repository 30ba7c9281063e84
pub mod csv_out;
pub mod minimal;
pub mod table;

use serde_json::Value;

use crate::OutputFormat;

/// Print a command result envelope in the requested format.
pub fn format_output(format: &OutputFormat, value: &Value) {
    match format {
        OutputFormat::Json => match serde_json::to_string_pretty(value) {
            Ok(s) => println!("{}", s),
            Err(e) => eprintln!("JSON serialization error: {}", e),
        },
        OutputFormat::Table => table::print_table(value),
        OutputFormat::Csv => csv_out::print_csv(value),
        OutputFormat::Minimal => minimal::print_minimal(value),
    }
}
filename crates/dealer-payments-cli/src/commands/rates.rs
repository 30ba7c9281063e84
use std::time::Instant;

use clap::Args;
use serde::Serialize;
use serde_json::Value;

use dealer_payments_core::amortization::apr_to_money_factor;
use dealer_payments_core::rates::{find_best_rate, rates_for_model, ManufacturerRateRecord, RateMatch};
use dealer_payments_core::{with_metadata, MoneyFactor, VehicleBuild};

use super::{elapsed_us, DealerOptions};

/// Arguments for a manufacturer rate lookup
#[derive(Args)]
pub struct BestRateArgs {
    /// Model year
    #[arg(long)]
    pub year: i32,

    /// Make, e.g. Ford
    #[arg(long)]
    pub make: String,

    /// Model, e.g. Escape
    #[arg(long)]
    pub model: String,

    /// Trim, used to prefer trim-specific offers
    #[arg(long, default_value = "")]
    pub trim: String,

    /// Requested term in months
    #[arg(long, default_value_t = 60)]
    pub term: u32,

    /// Also list every offer on file for the model line
    #[arg(long)]
    pub all: bool,
}

#[derive(Debug, Serialize)]
struct BestRateOutput {
    vehicle: String,
    term: u32,
    found: bool,
    #[serde(flatten)]
    best: Option<RateMatch>,
    /// Lease equivalent of the offer APR
    #[serde(skip_serializing_if = "Option::is_none")]
    money_factor: Option<MoneyFactor>,
    #[serde(skip_serializing_if = "Vec::is_empty")]
    offers: Vec<ManufacturerRateRecord>,
}

pub fn run_best_rate(args: BestRateArgs, opts: &DealerOptions) -> Result<Value, Box<dyn std::error::Error>> {
    let start = Instant::now();
    let records = opts.rate_records()?;
    let build = VehicleBuild {
        year: args.year,
        make: args.make,
        model: args.model,
        trim: args.trim,
        ..Default::default()
    };
    let as_of = opts.pricing_date();

    let best = find_best_rate(&records, &build, args.term, as_of);
    let offers = if args.all {
        rates_for_model(&records, build.year, &build.make, &build.model)
            .into_iter()
            .cloned()
            .collect()
    } else {
        Vec::new()
    };

    let mut warnings = Vec::new();
    if best.is_none() {
        warnings.push(format!(
            "No manufacturer offer for {} {} {} at {} months on {}; dealer fallback rates apply",
            build.year, build.make, build.model, args.term, as_of
        ));
    }
    let output = BestRateOutput {
        vehicle: format!("{} {} {} {}", build.year, build.make, build.model, build.trim)
            .trim_end()
            .to_string(),
        term: args.term,
        found: best.is_some(),
        money_factor: best.as_ref().map(|b| apr_to_money_factor(b.rate)),
        best,
        offers,
    };

    let assumptions = serde_json::json!({
        "as_of": as_of,
        "records_loaded": records.len(),
    });
    Ok(serde_json::to_value(with_metadata(
        "Lowest qualifying manufacturer APR, trim-specific offers first",
        &assumptions,
        warnings,
        elapsed_us(start),
        output,
    ))?)
}
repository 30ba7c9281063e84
use rust_decimal::Decimal;

use crate::error::PaymentError;
use crate::settings::ModelOverride;
use crate::types::{CalculationType, Incentive, IncentiveType, Money, MAX_AMOUNT};
use crate::EngineResult;

/// Total of the incentives that apply to a calculation: same type or cash,
/// and not marked non-stackable.
pub fn sum_incentives(incentives: &[Incentive], calculation: CalculationType) -> Money {
    incentives
        .iter()
        .filter(|i| i.kind.applies_to(calculation) && i.is_stackable())
        .map(|i| i.amount)
        .sum()
}

/// Incentives contributed by a model override for one calculation type.
///
/// Cash-back, dealer cash, loyalty and trade-in bonuses become cash
/// incentives sharing the override's stackable flag. The bonus cash and
/// additional discount of the matching finance or lease override become
/// incentives of that type.
pub fn override_incentives(ovr: &ModelOverride, calculation: CalculationType) -> Vec<Incentive> {
    let mut out = Vec::new();

    if let Some(extra) = &ovr.incentives {
        let cash = [
            ("cash-back", "Cash Back", extra.cash_back),
            ("dealer-cash", "Dealer Cash", extra.dealer_cash),
            ("loyalty-bonus", "Loyalty Bonus", extra.loyalty_bonus),
            ("trade-in-bonus", "Trade-In Bonus", extra.trade_in_bonus),
        ];
        for (id, name, amount) in cash {
            if let Some(amount) = amount.filter(|a| !a.is_zero()) {
                out.push(incentive(&ovr.id, id, name, IncentiveType::Cash, amount, extra.stackable));
            }
        }
    }

    let (kind, bonus, discount) = match calculation {
        CalculationType::Finance => {
            let f = ovr.finance_override.as_ref();
            (IncentiveType::Finance, f.and_then(|f| f.bonus_cash), f.and_then(|f| f.additional_discount))
        }
        CalculationType::Lease => {
            let l = ovr.lease_override.as_ref();
            (IncentiveType::Lease, l.and_then(|l| l.bonus_cash), l.and_then(|l| l.additional_discount))
        }
    };
    if let Some(amount) = bonus.filter(|a| !a.is_zero()) {
        out.push(incentive(&ovr.id, "bonus-cash", "Bonus Cash", kind, amount, None));
    }
    if let Some(amount) = discount.filter(|a| !a.is_zero()) {
        out.push(incentive(&ovr.id, "additional-discount", "Additional Discount", kind, amount, None));
    }
    out
}

/// Rejects negative or implausibly large incentive amounts.
pub fn validate_incentives(incentives: &[Incentive]) -> EngineResult<()> {
    for incentive in incentives {
        if incentive.amount < Decimal::ZERO {
            return Err(PaymentError::invalid(
                "eligible_incentives",
                format!("Incentive '{}' has a negative amount", display_name(incentive)),
            ));
        }
        if incentive.amount > MAX_AMOUNT {
            return Err(PaymentError::invalid(
                "eligible_incentives",
                format!("Incentive '{}' exceeds {MAX_AMOUNT}", display_name(incentive)),
            ));
        }
    }
    Ok(())
}

fn display_name(incentive: &Incentive) -> &str {
    if incentive.name.is_empty() {
        &incentive.id
    } else {
        &incentive.name
    }
}

fn incentive(
    override_id: &str,
    id: &str,
    name: &str,
    kind: IncentiveType,
    amount: Money,
    stackable: Option<bool>,
) -> Incentive {
    Incentive {
        id: format!("{override_id}:{id}"),
        kind,
        name: name.to_string(),
        amount,
        requirements: Vec::new(),
        stackable,
    }
}

#[cfg(test)]
mod tests {
    use super::*;
    use crate::settings::{FinanceOverride, ModelKey, OverrideIncentives};
    use rust_decimal_macros::dec;

    fn inc(kind: IncentiveType, amount: Money, stackable: Option<bool>) -> Incentive {
        Incentive {
            id: String::new(),
            kind,
            name: String::new(),
            amount,
            requirements: Vec::new(),
            stackable,
        }
    }

    #[test]
    fn test_sum_filters_type_and_stackable() {
        let list = vec![
            inc(IncentiveType::Cash, dec!(1000), None),
            inc(IncentiveType::Finance, dec!(500), Some(true)),
            inc(IncentiveType::Lease, dec!(750), None),
            inc(IncentiveType::Cash, dec!(2000), Some(false)),
        ];
        assert_eq!(sum_incentives(&list, CalculationType::Finance), dec!(1500));
        assert_eq!(sum_incentives(&list, CalculationType::Lease), dec!(1750));
        assert_eq!(sum_incentives(&[], CalculationType::Lease), Decimal::ZERO);
    }

    #[test]
    fn test_override_incentives() {
        let ovr = ModelOverride {
            id: "civic-25".into(),
            key: ModelKey::default(),
            active: true,
            finance_override: Some(FinanceOverride {
                bonus_cash: Some(dec!(500)),
                ..Default::default()
            }),
            lease_override: None,
            incentives: Some(OverrideIncentives {
                dealer_cash: Some(dec!(1000)),
                loyalty_bonus: Some(dec!(0)),
                stackable: Some(false),
                ..Default::default()
            }),
            notes: None,
        };

        let finance = override_incentives(&ovr, CalculationType::Finance);
        assert_eq!(finance.len(), 2);
        // dealer cash is non-stackable, so only bonus cash counts
        assert_eq!(sum_incentives(&finance, CalculationType::Finance), dec!(500));

        let lease = override_incentives(&ovr, CalculationType::Lease);
        assert_eq!(lease.len(), 1);
        assert_eq!(lease[0].id, "civic-25:dealer-cash");
    }

    #[test]
    fn test_negative_amount_rejected() {
        let mut bad = inc(IncentiveType::Cash, dec!(-100), None);
        bad.name = "Conquest".into();
        let err = validate_incentives(&[bad]).unwrap_err();
        assert!(err.to_string().contains("Conquest"));
    }

    #[test]
    fn test_oversized_amount_rejected() {
        let ok = inc(IncentiveType::Cash, MAX_AMOUNT, None);
        assert!(validate_incentives(&[ok]).is_ok());
        let huge = inc(IncentiveType::Cash, Decimal::MAX, None);
        assert!(validate_incentives(&[huge]).is_err());
    }
}
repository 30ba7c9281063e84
use async_trait::async_trait;
use thiserror::Error;

use crate::types::Vehicle;

#[derive(Debug, Error)]
pub enum InventoryError {
    #[error("Inventory unavailable: {0}")]
    Unavailable(String),

    #[error("Inventory parse error: {0}")]
    Parse(#[from] serde_json::Error),
}

/// Source of normalized dealer inventory.
#[async_trait]
pub trait Inventory: Send + Sync {
    async fn vehicles(&self) -> Result<Vec<Vehicle>, InventoryError>;

    /// Case-insensitive VIN lookup. `Ok(None)` when the VIN is not stocked.
    async fn find_by_vin(&self, vin: &str) -> Result<Option<Vehicle>, InventoryError> {
        let vin = vin.trim();
        Ok(self
            .vehicles()
            .await?
            .into_iter()
            .find(|v| v.vin.eq_ignore_ascii_case(vin)))
    }
}

/// Inventory held in memory.
#[derive(Debug, Clone, Default)]
pub struct StaticInventory {
    vehicles: Vec<Vehicle>,
}

impl StaticInventory {
    pub fn new(vehicles: Vec<Vehicle>) -> Self {
        Self { vehicles }
    }

    /// Parse a JSON array of vehicles.
    pub fn from_json(json: &str) -> Result<Self, InventoryError> {
        Ok(Self::new(serde_json::from_str(json)?))
    }

    pub fn len(&self) -> usize {
        self.vehicles.len()
    }

    pub fn is_empty(&self) -> bool {
        self.vehicles.is_empty()
    }
}

#[async_trait]
impl Inventory for StaticInventory {
    async fn vehicles(&self) -> Result<Vec<Vehicle>, InventoryError> {
        Ok(self.vehicles.clone())
    }
}
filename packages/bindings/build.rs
extern crate napi_build;

fn main() {
    napi_build::setup();
}
/// Estimated monthly lease payment for a vehicle.
///
/// Gross cap cost is the selling figure plus acquisition fee; down payment
/// and incentives reduce it. The residual is taken on the MSRP, or the
/// selling price when the MSRP is missing.
pub fn calculate_lease(
    ctx: &CalculationContext<'_>,
    vehicle: &Vehicle,
    params: &LeaseParams,
) -> EngineResult<PaymentResult> {
    let settings = ctx.settings;
    let lease = &settings.lease;
    let fees = &settings.fees;

    validate_vehicle(vehicle)?;

    let lease_override = settings
        .active_override(&vehicle.build)
        .and_then(|o| o.lease_override.as_ref());
    let term = params
        .term
        .or_else(|| lease_override.and_then(|l| l.term))
        .unwrap_or(DEFAULT_LEASE_TERM);
    validate_term(term)?;
    let annual_miles = params.annual_miles.unwrap_or(DEFAULT_ANNUAL_MILES);

    let down_payment = params.down_payment.unwrap_or_else(|| {
        resolve_down_payment(lease.down_payment.as_ref(), lease.default_down_payment, vehicle)
    });
    validate_amount("down_payment", Some(down_payment))?;

    let selling_price = vehicle.basis_price(lease.pricing_basis);
    if selling_price <= Decimal::ZERO {
        debug!(vin = %vehicle.vin, "no usable price, returning zero lease payment");
        return Ok(unpriced_result(CalculationType::Lease, term, Some(annual_miles)));
    }

    let incentives = if params.include_incentives {
        applicable_incentives(settings, vehicle, CalculationType::Lease)?
    } else {
        Decimal::ZERO
    };

    // Residual and money factor
    let residual_percent = resolve_residual_percent(settings, &vehicle.build, term);
    let residual_value =
        checked_product("residual value", vehicle.sticker_price(), residual_percent.value)? / dec!(100);
    let lookup = RateLookup {
        settings,
        records: ctx.rates,
        build: &vehicle.build,
        term,
        as_of: ctx.as_of,
    };
    let money_factor = resolve_money_factor(&lookup);

    // Capitalized cost
    let gross_cap_cost = checked_sum("gross capitalized cost", [selling_price, lease.acquisition_fee])?;
    let cap_cost_reduction = checked_sum("capitalized cost reduction", [down_payment, incentives])?;
    let mut adjusted_cap_cost = gross_cap_cost - cap_cost_reduction;

    let tax_rate = fees
        .combined_tax_rate()
        .ok_or_else(|| PaymentError::overflow("combined tax rate"))?;
    let mut charges = lease_charges(adjusted_cap_cost, residual_value, money_factor.value, term)?;
    let tax = match lease.tax_method {
        LeaseTaxMethod::Monthly => LeaseTax {
            monthly: checked_product("monthly lease tax", charges.base_payment, tax_rate)?,
            ..Default::default()
        },
        LeaseTaxMethod::Upfront => LeaseTax {
            upfront: over_term(charges.base_payment, tax_rate, term)?,
            ..Default::default()
        },
        LeaseTaxMethod::Capitalized => {
            let capitalized = over_term(charges.base_payment, tax_rate, term)?;
            adjusted_cap_cost = checked_sum("adjusted capitalized cost", [adjusted_cap_cost, capitalized])?;
            charges = lease_charges(adjusted_cap_cost, residual_value, money_factor.value, term)?;
            LeaseTax {
                capitalized,
                ..Default::default()
            }
        }
    };

    let mut warnings = Vec::new();
    if charges.floored {
        warnings.push("Capitalized cost reduction exceeds the lease charges; base payment floored at zero".to_string());
    }

    let raw_payment = checked_sum("lease payment", [charges.base_payment, tax.monthly])?;
    let payment = advertised_payment(raw_payment, settings.display.rounding_method)?;

    let signing_fees = checked_sum("signing fees", [fees.doc_fee, fees.electronic_filing])?;
    let total_at_signing = checked_sum("total at signing", [down_payment, payment, signing_fees, tax.upfront])?;
    let payments_over_term = checked_product("total lease cost", payment, Decimal::from(term))?;
    let total_lease_cost = checked_sum("total lease cost", [payments_over_term, down_payment, tax.upfront])?;
    let total_tax = tax.total(term)?;

    let disclaimer = LeaseDisclaimer {
        payment,
        term,
        annual_miles,
        down_payment,
        signing_fees,
        signing_tax: tax.upfront,
        total_at_signing,
        total_lease_cost,
        disposition_fee: lease.disposition_fee,
        excess_mileage_charge: lease.excess_mileage_charge,
        as_of: ctx.as_of,
    }
    .render();

    debug!(
        vin = %vehicle.vin,
        %payment,
        money_factor = %money_factor.value,
        residual_percent = %residual_percent.value,
        source = ?money_factor.source,
        "lease payment calculated"
    );

    Ok(PaymentResult {
        calculation_type: CalculationType::Lease,
        payment,
        term,
        apr: None,
        money_factor: Some(money_factor.value),
        annual_miles: Some(annual_miles),
        total_at_signing: round_whole(total_at_signing),
        amount_financed: None,
        residual_value: Some(round_whole(residual_value)),
        total_price: Some(round_whole(total_lease_cost)),
        incentives_saved: round_whole(incentives),
        disclaimer,
        has_manufacturer_rate: money_factor.is_manufacturer(),
        rate_source: Some(money_factor.source),
        breakdown: PaymentBreakdown {
            vehicle_price: round_whole(selling_price),
            incentives: round_whole(incentives),
            sale_price: round_whole(selling_price - incentives),
            doc_fee: round_whole(fees.doc_fee),
            electronic_filing: round_whole(fees.electronic_filing),
            sales_tax: round_whole(total_tax),
            total_amount: round_whole(total_lease_cost),
            down_payment: round_whole(down_payment),
            payment_before_rounding: round_cents(raw_payment),
            acquisition_fee: Some(round_whole(lease.acquisition_fee)),
            capitalized_cost: Some(round_whole(adjusted_cap_cost)),
            residual_value: Some(round_whole(residual_value)),
            depreciation: Some(round_whole(charges.depreciation)),
            finance_charge: Some(round_whole(charges.finance_charge)),
            ..Default::default()
        },
        warnings,
    })
}
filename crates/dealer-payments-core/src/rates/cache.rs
//! Shared manufacturer rate cache
//!
//! Records are cached per make for one hour. Reads go through an `RwLock`
//! snapshot; refreshes are serialized behind a single fetch gate, so callers
//! that arrive while a fetch is in flight wait for it and reuse its result.
//! A feed error or timeout never reaches the caller: stale records are served
//! when present, else the built-in sample offers.

use std::collections::HashMap;
use std::path::PathBuf;
use std::sync::Arc;
use std::time::Duration;

use async_trait::async_trait;
use thiserror::Error;
use tokio::sync::{Mutex, RwLock};
use tokio::time::Instant;

use super::records::{sample_records, ManufacturerRateRecord};

const CACHE_TTL_SECS: u64 = 3600;
const FETCH_TIMEOUT_SECS: u64 = 5;

#[derive(Debug, Error)]
pub enum FeedError {
    #[error("Feed I/O error: {0}")]
    Io(#[from] std::io::Error),

    #[error("Feed parse error: {0}")]
    Parse(#[from] serde_json::Error),

    #[error("Feed unavailable: {0}")]
    Unavailable(String),

    #[error("Feed timed out after {0:?}")]
    Timeout(Duration),
}

/// Source of already-normalized manufacturer records.
#[async_trait]
pub trait RateFeed: Send + Sync {
    async fn fetch(&self, make: &str) -> Result<Vec<ManufacturerRateRecord>, FeedError>;
}

fn for_make(records: impl IntoIterator<Item = ManufacturerRateRecord>, make: &str) -> Vec<ManufacturerRateRecord> {
    records
        .into_iter()
        .filter(|r| r.make.eq_ignore_ascii_case(make))
        .collect()
}

/// In-memory feed over a fixed record list.
#[derive(Debug, Clone, Default)]
pub struct StaticRateFeed {
    records: Vec<ManufacturerRateRecord>,
}

impl StaticRateFeed {
    pub fn new(records: Vec<ManufacturerRateRecord>) -> Self {
        Self { records }
    }

    pub fn sample() -> Self {
        Self::new(sample_records())
    }
}

#[async_trait]
impl RateFeed for StaticRateFeed {
    async fn fetch(&self, make: &str) -> Result<Vec<ManufacturerRateRecord>, FeedError> {
        Ok(for_make(self.records.iter().cloned(), make))
    }
}

/// Feed backed by a JSON array of records on disk. Re-read on every fetch.
#[derive(Debug, Clone)]
pub struct JsonFileRateFeed {
    path: PathBuf,
}

impl JsonFileRateFeed {
    pub fn new(path: impl Into<PathBuf>) -> Self {
        Self { path: path.into() }
    }
}

#[async_trait]
impl RateFeed for JsonFileRateFeed {
    async fn fetch(&self, make: &str) -> Result<Vec<ManufacturerRateRecord>, FeedError> {
        let raw = tokio::fs::read_to_string(&self.path).await?;
        let records: Vec<ManufacturerRateRecord> = serde_json::from_str(&raw)?;
        Ok(for_make(records, make))
    }
}

// ---------------------------------------------------------------------------
// Cache
// ---------------------------------------------------------------------------

#[derive(Debug, Clone, Copy)]
pub struct RateCacheConfig {
    pub ttl: Duration,
    pub fetch_timeout: Duration,
}

impl Default for RateCacheConfig {
    fn default() -> Self {
        Self {
            ttl: Duration::from_secs(CACHE_TTL_SECS),
            fetch_timeout: Duration::from_secs(FETCH_TIMEOUT_SECS),
        }
    }
}

struct CacheEntry {
    records: Arc<Vec<ManufacturerRateRecord>>,
    fetched_at: Instant,
}

pub struct RateCache {
    feed: Arc<dyn RateFeed>,
    config: RateCacheConfig,
    entries: RwLock<HashMap<String, CacheEntry>>,
    fetch_gate: Mutex<()>,
}

impl RateCache {
    pub fn new(feed: Arc<dyn RateFeed>) -> Self {
        Self::with_config(feed, RateCacheConfig::default())
    }

    pub fn with_config(feed: Arc<dyn RateFeed>, config: RateCacheConfig) -> Self {
        Self {
            feed,
            config,
            entries: RwLock::new(HashMap::new()),
            fetch_gate: Mutex::new(()),
        }
    }

    /// Current records for a make, refreshing through the feed when expired.
    pub async fn rates(&self, make: &str) -> Arc<Vec<ManufacturerRateRecord>> {
        let key = make.trim().to_lowercase();
        if let Some(records) = self.fresh(&key).await {
            return records;
        }

        let _gate = self.fetch_gate.lock().await;
        // another caller may have refreshed while we waited
        if let Some(records) = self.fresh(&key).await {
            return records;
        }

        let fetched = tokio::time::timeout(self.config.fetch_timeout, self.feed.fetch(make))
            .await
            .unwrap_or(Err(FeedError::Timeout(self.config.fetch_timeout)));

        let records = match fetched {
            Ok(records) => {
                tracing::debug!(make = %make, count = records.len(), "Manufacturer rates refreshed");
                Arc::new(records)
            }
            Err(e) => {
                let fallback = self.fallback(&key, make).await;
                tracing::warn!(
                    make = %make,
                    error = %e,
                    served = fallback.len(),
                    "Manufacturer rate fetch failed, serving fallback records"
                );
                fallback
            }
        };

        // failures are stamped too, so a dead feed is retried once per TTL
        self.entries.write().await.insert(
            key,
            CacheEntry {
                records: Arc::clone(&records),
                fetched_at: Instant::now(),
            },
        );
        records
    }

    /// Records for several makes, concatenated in the order given.
    pub async fn rates_for_makes<I, S>(&self, makes: I) -> Vec<ManufacturerRateRecord>
    where
        I: IntoIterator<Item = S>,
        S: AsRef<str>,
    {
        let mut all = Vec::new();
        for make in makes {
            all.extend(self.rates(make.as_ref()).await.iter().cloned());
        }
        all
    }

    /// Drop every cached entry; the next read refetches.
    pub async fn invalidate(&self) {
        self.entries.write().await.clear();
    }

    async fn fresh(&self, key: &str) -> Option<Arc<Vec<ManufacturerRateRecord>>> {
        let entries = self.entries.read().await;
        entries
            .get(key)
            .filter(|e| e.fetched_at.elapsed() < self.config.ttl)
            .map(|e| Arc::clone(&e.records))
    }

    async fn fallback(&self, key: &str, make: &str) -> Arc<Vec<ManufacturerRateRecord>> {
        let entries = self.entries.read().await;
        match entries.get(key) {
            Some(stale) => Arc::clone(&stale.records),
            None => Arc::new(for_make(sample_records(), make)),
        }
    }
}

impl std::fmt::Debug for RateCache {
    fn fmt(&self, f: &mut std::fmt::Formatter<'_>) -> std::fmt::Result {
        f.debug_struct("RateCache").field("config", &self.config).finish_non_exhaustive()
    }
}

———

WORK TO BE COMPLETED: Look back at the data above. Transcribe exactly the lines starting at the line that contains "fetch failed, serving" and ending at the line that contains "e.fetched_at.elapsed() < self.config.ttl)".

REPLY TO THE EXERCISE:
                    "Manufacturer rate fetch failed, serving fallback records"
                );
                fallback
            }
        };

        // failures are stamped too, so a dead feed is retried once per TTL
        self.entries.write().await.insert(
            key,
            CacheEntry {
                records: Arc::clone(&records),
                fetched_at: Instant::now(),
            },
        );
        records
    }

    /// Records for several makes, concatenated in the order given.
    pub async fn rates_for_makes<I, S>(&self, makes: I) -> Vec<ManufacturerRateRecord>
    where
        I: IntoIterator<Item = S>,
        S: AsRef<str>,
    {
        let mut all = Vec::new();
        for make in makes {
            all.extend(self.rates(make.as_ref()).await.iter().cloned());
        }
        all
    }

    /// Drop every cached entry; the next read refetches.
    pub async fn invalidate(&self) {
        self.entries.write().await.clear();
    }

    async fn fresh(&self, key: &str) -> Option<Arc<Vec<ManufacturerRateRecord>>> {
        let entries = self.entries.read().await;
        entries
            .get(key)
            .filter(|e| e.fetched_at.elapsed() < self.config.ttl)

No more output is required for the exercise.